Toute la journée, se disputèrent en elle le soulagement de savoir l’enfant en vie et la rage qu’il ait bouleversé ses plans. L’eau revenue, les villageoises pouvaient espérer attirer de nouveaux hommes pour peupler le village et les défendre, ou cultiver leurs champs où les plantes s’étaient depuis longtemps racornies. Avant que Karaba ne détruise leur harmonie, ces terres avaient été parmi les plus fertiles de la brousse, leurs bois, parmi les plus touffus et leurs eaux parmi les plus poissonneuses. Tant pis. Tant mieux. Si de nouveaux hommes venaient, ils subiraient le même sort que les autres. Aucun homme ne valait plus que ceux que Karaba avaient chassé.
Comme les autres jours, Kirikou repartit peu avant le crépuscule, laissant une nouvelle offrande de fruits derrière lui. Karaba lui en voulu autant pour son départ que pour sa pitoyable offrande. Gardée éveillée par la douleur, elle rumina toute la nuit jusqu’à décider d’ignorer l’enfant et de reprendre ses plans où elle les avait laissés. Le village n’avait pas fini de payer ce qu’il lui devait.
La satisfaction de semer bientôt la mort au village permit à Karaba de bien dormir pour la première fois depuis plus d’une semaine. Au matin Karaba prit son courage à deux mains et sortit de sa case. Elle haïssait abandonner la protection de ses murs de pisé, mais elle n’avait pas le choix. Elle partit à grand pas vers la forêt, son sac passé autour de la taille, et sa lance à la main. Sur son passage, les feuilles des arbres tombaient, les fleurs se desséchaient et l’eau se troublait. Karaba n’en avait cure. Tout arbre qui mourrait ne donnerait plus d’ombre aux villageois. Toute fleur qui tombait ne nourrirait pas les mêmes villageois déjà affamés par les privations. Quand à l’eau, ils ne pouvaient se plaindre, puisqu’ils avaient récupéré leur bien-aimée source. Pour l’instant. Mais Karaba allait régler ce problème.

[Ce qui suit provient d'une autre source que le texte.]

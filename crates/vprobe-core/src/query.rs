//! Free-form discovery filters.
//!
//! A [`QueryParams`] is one string-to-string filter map handed to every
//! provider. The meaning of each key is environment-specific; an empty map
//! selects every instance of the environment.

use std::collections::BTreeMap;
use std::str::FromStr;

use crate::error::Error;

/// One discovery filter map.
#[derive(Debug, Default, Clone, PartialEq, Eq)]
pub struct QueryParams {
    pairs: BTreeMap<String, String>,
}

impl QueryParams {
    /// Create a new, empty filter.
    #[must_use]
    pub fn new() -> Self {
        Self {
            pairs: BTreeMap::new(),
        }
    }

    /// Append a key/value pair, replacing an earlier value for the key.
    #[must_use]
    pub fn with(mut self, key: impl Into<String>, value: impl Into<String>) -> Self {
        self.insert(key, value);
        self
    }

    /// Insert a key/value pair.
    pub fn insert(&mut self, key: impl Into<String>, value: impl Into<String>) {
        self.pairs.insert(key.into(), value.into());
    }

    /// Look up the value of a key.
    #[must_use]
    pub fn get(&self, key: &str) -> Option<&str> {
        self.pairs.get(key).map(String::as_str)
    }

    /// Iterate over the pairs in key order.
    pub fn iter(&self) -> impl Iterator<Item = (&str, &str)> {
        self.pairs.iter().map(|(k, v)| (k.as_str(), v.as_str()))
    }

    /// Returns true if no parameters have been added.
    #[must_use]
    pub fn is_empty(&self) -> bool {
        self.pairs.is_empty()
    }

    /// Number of pairs.
    #[must_use]
    pub fn len(&self) -> usize {
        self.pairs.len()
    }
}

/// Parses `key=value[,key=value...]`.
impl FromStr for QueryParams {
    type Err = Error;

    fn from_str(s: &str) -> Result<Self, Self::Err> {
        let mut params = Self::new();
        for part in s.split(',').map(str::trim).filter(|p| !p.is_empty()) {
            let (key, value) = part
                .split_once('=')
                .ok_or_else(|| Error::InvalidQuery(format!("expected key=value, got `{part}`")))?;
            let key = key.trim();
            if key.is_empty() {
                return Err(Error::InvalidQuery(format!("empty key in `{part}`")));
            }
            params.insert(key, value.trim());
        }
        Ok(params)
    }
}

impl<K, V> FromIterator<(K, V)> for QueryParams
where
    K: Into<String>,
    V: Into<String>,
{
    fn from_iter<I: IntoIterator<Item = (K, V)>>(iter: I) -> Self {
        let mut params = Self::new();
        for (k, v) in iter {
            params.insert(k, v);
        }
        params
    }
}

Au pied d’un arbre, Karaba repéra ce qu’elle cherchait, des fleurs de datura d’une blancheur exquise, qui, elles, ne se flétrirent pas à son approche. Karaba sourit. Elle allait récolter ces fleurs, trouver des caméléons et des crapauds pour récupérer leurs peaux et préparer le poison le plus meurtrier qui soit. Les villageois et Kirikou sauraient quelle punition attendait ceux qui la défiaient et la craindraient à nouveau comme il se devait.
-Que fait-tu ?
Saisie, Karaba se tourna vers Kirikou. Elle prit un moment pour l’observer. Il ne semblait pas plus mal se porter d’avoir failli se noyer l’avant-veille. En tout cas, il portait son menton et ses épaules plus hautes que le jour où elle l’avait découvert caché sous son chapeau. Ce jour-là, elle lui avait vraiment fait peur. À présent, il n’y avait pas de peur dans les yeux de l’enfant, juste une profonde détermination.
-Va-t-en, dit-elle en montrant les dents.
Le cœur n’y était pas. Au lieu de fuir, Kirikou se dressa de toute sa minuscule hauteur.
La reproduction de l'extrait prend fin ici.